And so today, I’m going to share several advanced vapor barrier technologies that can be implemented into a site’s vapor mitigation plan to help minimize those risks that often come with contaminated site root development. So for those of you that may not be familiar with Land Science, we are a division of the global remediation company, REGENESIS. Our overall mission is to simplify the environmental remediation and the vapor intrusion mitigation process. And that’s done by manufacturing cutting edge, cost efficient technology solutions, and by providing exemplary technical service and support.

Our corporate headquarters, we were founded in the early ’90s and operates in San Clemente, California. I will say, you know, despite a very unprecedented and challenging year for all of us due to the impacts of COVID-19, REGENESIS and Land Science have been very fortunate to still achieve significant growth. And that has led us to expand our operations and manufacturing capabilities into a state-of-the-art production facility just outside of Nashville, Tennessee. So, Land Science, our entire focus is to manufacture and implement the absolute best vapor barrier solutions in the environmental marketplace. And this expansion uniquely positions us to be able to do that.

So when you’re working with our team that Land Science, you can expect a tailored solution that meets your project goals. Because we offer a full suite of vapor barrier technologies, and each of these are designed for a wide range of sight conditions, and are backed by our industry leading warranties. Additionally, our vapor barrier technologies are installed with a very high level of quality through our certified applicator network. We also offer hands-on vapor mitigation system design support, as well as an inspector training program for the engineering and consulting community.

Land Science we’ve been a recognized industry-leading provider of spray-applied composite vapor intrusion barrier technologies since 2007. After years of research and development, Land Science has brought two major vapor barrier material advancements to the marketplace in 2019. And that is with our metalized film geomembranes, and our nitrile-advanced asphalt latex. These two material innovations increase the constructability of our vapor barrier systems, but most importantly, they increase the chemical resistance and performance of our vapor barrier technologies. You know, as Tom mentioned, long-term performance against contaminant vapor diffusion is really what the industry expects, and what evolving regulatory standards require. And we found that by incorporating metalized foam within our barrier sheet materials, it provided orders of magnitude, greater resistivity to contaminant vapor diffusion.

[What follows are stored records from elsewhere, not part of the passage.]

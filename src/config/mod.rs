//! Configuration management for the voice tutor
//!
//! Values resolve env > TOML file > defaults.

pub mod file;

use std::path::PathBuf;
use std::time::Duration;

use crate::history::DEFAULT_CAPACITY;
use crate::metrics::ScoringParams;
use crate::stream::retry::RetryPolicy;
use crate::voice::DEFAULT_SETTLE_DELAY;
use crate::{Error, Level, PracticeMode, Result};

use self::file::TutorConfigFile;

/// Default inactivity timeout for a streaming reply
pub const DEFAULT_STREAM_TIMEOUT: Duration = Duration::from_secs(30);

const DEFAULT_API_URL: &str = "http://127.0.0.1:8000";
const DEFAULT_INFERENCE_URL: &str = "http://127.0.0.1:7860";
const DEFAULT_GREETING: &str =
    "Hi! I'm your speaking tutor. Press Enter, say something, and press Enter again when you're done.";

/// Voice tutor configuration
#[derive(Debug, Clone)]
pub struct Config {
    /// Base URL of the metrics and escalation API
    pub api_base_url: String,

    /// Base URL of the transcription and reply service
    pub inference_url: String,

    /// Learner proficiency
    pub level: Level,

    /// How reply audio is surfaced
    pub practice_mode: PracticeMode,

    /// Inactivity timeout while awaiting a reply
    pub stream_timeout: Duration,

    /// Delay between decode and playback start
    pub playback_settle: Duration,

    /// Retained pronunciation history entries
    pub history_capacity: usize,

    /// Durable history slot
    pub history_path: PathBuf,

    /// Allow escalating turns for human review
    pub escalation_enabled: bool,

    /// Transcription attempts, including the first
    pub transcription_retries: u32,

    /// Base backoff between transcription attempts
    pub retry_backoff: Duration,

    /// Opening assistant message, if any
    pub greeting: Option<String>,

    /// Scoring heuristics
    pub scoring: ScoringParams,
}

impl Default for Config {
    fn default() -> Self {
        Self {
            api_base_url: DEFAULT_API_URL.to_string(),
            inference_url: DEFAULT_INFERENCE_URL.to_string(),
            level: Level::default(),
            practice_mode: PracticeMode::default(),
            stream_timeout: DEFAULT_STREAM_TIMEOUT,
            playback_settle: DEFAULT_SETTLE_DELAY,
            history_capacity: DEFAULT_CAPACITY,
            history_path: default_history_path(),
            escalation_enabled: false,
            transcription_retries: 2,
            retry_backoff: Duration::from_millis(500),
            greeting: Some(DEFAULT_GREETING.to_string()),
            scoring: ScoringParams::default(),
        }
    }
}

impl Config {
    /// Load configuration from the environment and the standard config file
    ///
    /// # Errors
    ///
    /// Returns error if a level or practice mode value is not recognized
    pub fn load() -> Result<Self> {
        let fc = file::load_config_file();
        Self::resolve(fc, |key| std::env::var(key).ok())
    }

    /// Merge a parsed config file with values from `env`
    ///
    /// # Errors
    ///
    /// Returns error if a level or practice mode value is not recognized
    pub fn resolve(fc: TutorConfigFile, env: impl Fn(&str) -> Option<String>) -> Result<Self> {
        let default = Self::default();

        let level = env("TUTOR_LEVEL")
            .or(fc.tutor.level)
            .map(|s| s.parse())
            .transpose()?
            .unwrap_or(default.level);

        let practice_mode = env("TUTOR_PRACTICE_MODE")
            .or(fc.tutor.practice_mode)
            .map(|s| s.parse())
            .transpose()?
            .unwrap_or(default.practice_mode);

        let stream_timeout = env("TUTOR_STREAM_TIMEOUT_SEC")
            .map(|s| parse_number::<u64>("TUTOR_STREAM_TIMEOUT_SEC", &s))
            .transpose()?
            .or(fc.service.stream_timeout_sec)
            .map_or(default.stream_timeout, Duration::from_secs);
        if stream_timeout.is_zero() {
            return Err(Error::Config("stream timeout must be positive".to_string()));
        }

        let transcription_retries = env("TUTOR_STREAM_RETRY_LIMIT")
            .map(|s| parse_number::<u32>("TUTOR_STREAM_RETRY_LIMIT", &s))
            .transpose()?
            .or(fc.service.retry_limit)
            .unwrap_or(default.transcription_retries);

        let retry_backoff = env("TUTOR_STREAM_RETRY_BACKOFF_MS")
            .map(|s| parse_number::<u64>("TUTOR_STREAM_RETRY_BACKOFF_MS", &s))
            .transpose()?
            .or(fc.service.retry_backoff_ms)
            .map_or(default.retry_backoff, Duration::from_millis);

        let escalation_enabled = env("TUTOR_ENABLE_ESCALATION")
            .map(|v| v == "1" || v.eq_ignore_ascii_case("true"))
            .or(fc.escalation.enabled)
            .unwrap_or(default.escalation_enabled);

        let greeting = match fc.tutor.greeting {
            Some(text) if text.trim().is_empty() => None,
            Some(text) => Some(text),
            None => default.greeting,
        };

        Ok(Self {
            api_base_url: env("TUTOR_API_URL")
                .or(fc.service.api_url)
                .unwrap_or(default.api_base_url),
            inference_url: env("TUTOR_INFERENCE_URL")
                .or(fc.service.inference_url)
                .unwrap_or(default.inference_url),
            level,
            practice_mode,
            stream_timeout,
            playback_settle: fc
                .playback
                .settle_ms
                .map_or(default.playback_settle, Duration::from_millis),
            history_capacity: fc
                .history
                .capacity
                .unwrap_or(default.history_capacity)
                .max(1),
            history_path: fc
                .history
                .path
                .map_or(default.history_path, PathBuf::from),
            escalation_enabled,
            transcription_retries,
            retry_backoff,
            greeting,
            scoring: fc.scoring.unwrap_or(default.scoring),
        })
    }

    /// Transcription retry policy
    #[must_use]
    pub fn retry_policy(&self) -> RetryPolicy {
        RetryPolicy {
            max_attempts: self.transcription_retries,
            base_delay: self.retry_backoff,
            ..RetryPolicy::default()
        }
    }
}

fn parse_number<T: std::str::FromStr>(key: &str, value: &str) -> Result<T> {
    value
        .trim()
        .parse()
        .map_err(|_| Error::Config(format!("{key}: expected a number, got {value:?}")))
}

/// Default history slot: `<data_dir>/voice-tutor/pronunciation_history.json`
fn default_history_path() -> PathBuf {
    directories::BaseDirs::new().map_or_else(
        || PathBuf::from(".voice-tutor/pronunciation_history.json"),
        |d| {
            d.data_dir()
                .join("voice-tutor")
                .join("pronunciation_history.json")
        },
    )
}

So, as you can see here from this normalized comparative analysis of our metalized film base layer, or TerraBase, versus a 10 mil HDPE base sheet, the reinforced metalized film layer was over 140 times more effective at limiting gas diffusion of TCE vapors when subjected to identical testing conditions. So that base layer with metalized film was two orders of magnitude more resistant to TCE than that HDPE base layer. So, the other significant material advancement that I referenced is our nitrile-advanced asphalt latex. Now, traditional spray-applied vapor barriers, including our own legacy technologies, they were born from the waterproofing industry and considered good enough for vapor intrusion mitigation.

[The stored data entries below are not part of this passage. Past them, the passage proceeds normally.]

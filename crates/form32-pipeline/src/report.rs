//! Resolution report: the pipeline's serializable output.
//!
//! Carries the resolved field map with full provenance and the derived
//! generation plan. Downstream collaborators consume it for template
//! population and form writing; reviewers read the serialized form to see
//! why each value was chosen and which fields need attention.

use serde::{Deserialize, Serialize};

use form32_core::error::Result;
use form32_core::schema::{FieldId, SchemaRegistry};
use form32_core::value::{FieldMap, GenerationPlan, ResolvedField};

/// Output of one document resolution pass.
#[derive(Debug, Clone, PartialEq, Serialize, Deserialize)]
pub struct ResolutionReport {
    /// Resolved fields with provenance, keyed by field id.
    pub field_map: FieldMap,
    /// Output documents to produce, with trigger provenance.
    pub plan: GenerationPlan,
}

impl ResolutionReport {
    /// Look up one resolved field.
    #[inline]
    #[must_use = "field lookup result is returned but not used"]
    pub fn field(&self, id: &FieldId) -> Option<&ResolvedField> {
        self.field_map.get(id)
    }

    /// Required fields that ended up unresolved, in field-id order.
    ///
    /// These are the fields a reviewer must fill before the output forms
    /// are trustworthy.
    #[must_use = "unresolved field list is returned but not used"]
    pub fn unresolved_required<'a>(&'a self, registry: &SchemaRegistry) -> Vec<&'a FieldId> {
        self.field_map
            .iter()
            .filter(|(id, field)| {
                !field.is_resolved()
                    && registry.get(id).is_some_and(|spec| spec.required)
            })
            .map(|(id, _)| id)
            .collect()
    }

    /// Fields whose value was accepted below its acceptance threshold, in
    /// field-id order. Recorded so review can be directed at them.
    #[must_use = "low-confidence field list is returned but not used"]
    pub fn low_confidence_fields(&self) -> Vec<&FieldId> {
        self.field_map
            .iter()
            .filter(|(_, field)| field.low_confidence)
            .map(|(id, _)| id)
            .collect()
    }

    /// Serialize the report as pretty-printed JSON.
    ///
    /// # Errors
    ///
    /// Returns the underlying serialization error, wrapped.
    pub fn to_json(&self) -> Result<String> {
        Ok(serde_json::to_string_pretty(self)?)
    }
}

#[cfg(test)]
mod tests {
    use super::*;
    use form32_core::schema::StrategyKind;
    use form32_core::value::{FieldValue, UnresolvedReason};

    fn sample_report() -> ResolutionReport {
        let mut field_map = FieldMap::new();
        field_map.insert(
            FieldId::from("patient_name"),
            ResolvedField {
                value: Some(FieldValue::Text("JOHN DOE".to_string())),
                strategy: Some(StrategyKind::Primary),
                confidence: 0.95,
                low_confidence: false,
                unresolved: None,
                candidates: vec![],
            },
        );
        field_map.insert(
            FieldId::from("exam_date"),
            ResolvedField {
                value: Some(FieldValue::Text("02/15/2024".to_string())),
                strategy: Some(StrategyKind::Primary),
                confidence: 0.40,
                low_confidence: true,
                unresolved: None,
                candidates: vec![],
            },
        );
        field_map.insert(
            FieldId::from("exam_location"),
            ResolvedField::unresolved(UnresolvedReason::NoCandidate, vec![]),
        );
        ResolutionReport {
            field_map,
            plan: GenerationPlan::default(),
        }
    }

    #[test]
    fn test_unresolved_required_lists_only_required_gaps() {
        let registry = SchemaRegistry::form32();
        let report = sample_report();
        let unresolved = report.unresolved_required(&registry);
        assert_eq!(unresolved, vec![&FieldId::from("exam_location")]);
    }

    #[test]
    fn test_low_confidence_fields() {
        let report = sample_report();
        assert_eq!(
            report.low_confidence_fields(),
            vec![&FieldId::from("exam_date")]
        );
    }

    #[test]
    fn test_report_round_trips_through_json() {
        let report = sample_report();
        let json = report.to_json().expect("serializes");
        assert!(json.contains("patient_name"));
        assert!(json.contains("no_candidate"));
        let back: ResolutionReport = serde_json::from_str(&json).expect("deserializes");
        assert_eq!(back, report);
    }
}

But really, there’s no longer a need to settle for good enough. Land Science, we now manufacture a proprietary nitrile-advanced spray-applied material that is formulated specifically for contaminant vapor intrusion mitigation. So by adding nitrile into our spray-applied formulation, we saw up to an order of magnitude greater resistivity to TCE vapor diffusion versus the older generic spray-applied technologies, which is represented by the red line in this graph. So from a mitigation system design standpoint, you know, this translates into a more reliable, long-term mitigation solution, particularly at any vapor barrier system weak points. And that’s something that Tom had reiterated, was, you know, those seams and utility penetrations around your building parameters, you know those locations now offer up to 10 times more resistivity to vapor intrusion with that nitrile-advanced asphalt latex.

So from the two material innovations of metalized film geomembranes and nitrile-advanced asphalt latex, we introduced three spray-applied vapor barrier technologies to the marketplace, TerraShield, Nitrile-Seal and MonoShield, which have been rapidly adopted by the industry for contaminant vapor mitigation. Our TerraShield vapor barrier system, that is a 3-layer composite spray-applied membrane which consists of a 25-mil, reinforced metalized film base layer or TerraBase. Followed by a 40-mil application of our nitrile-advanced asphalt latex, known as our Nitra-Core. And then it’s topped with the Land Science protection fabric. And that’s to help withstand the next phases of construction, whether that’s rebar placement or foot traffic to anticipate the concrete.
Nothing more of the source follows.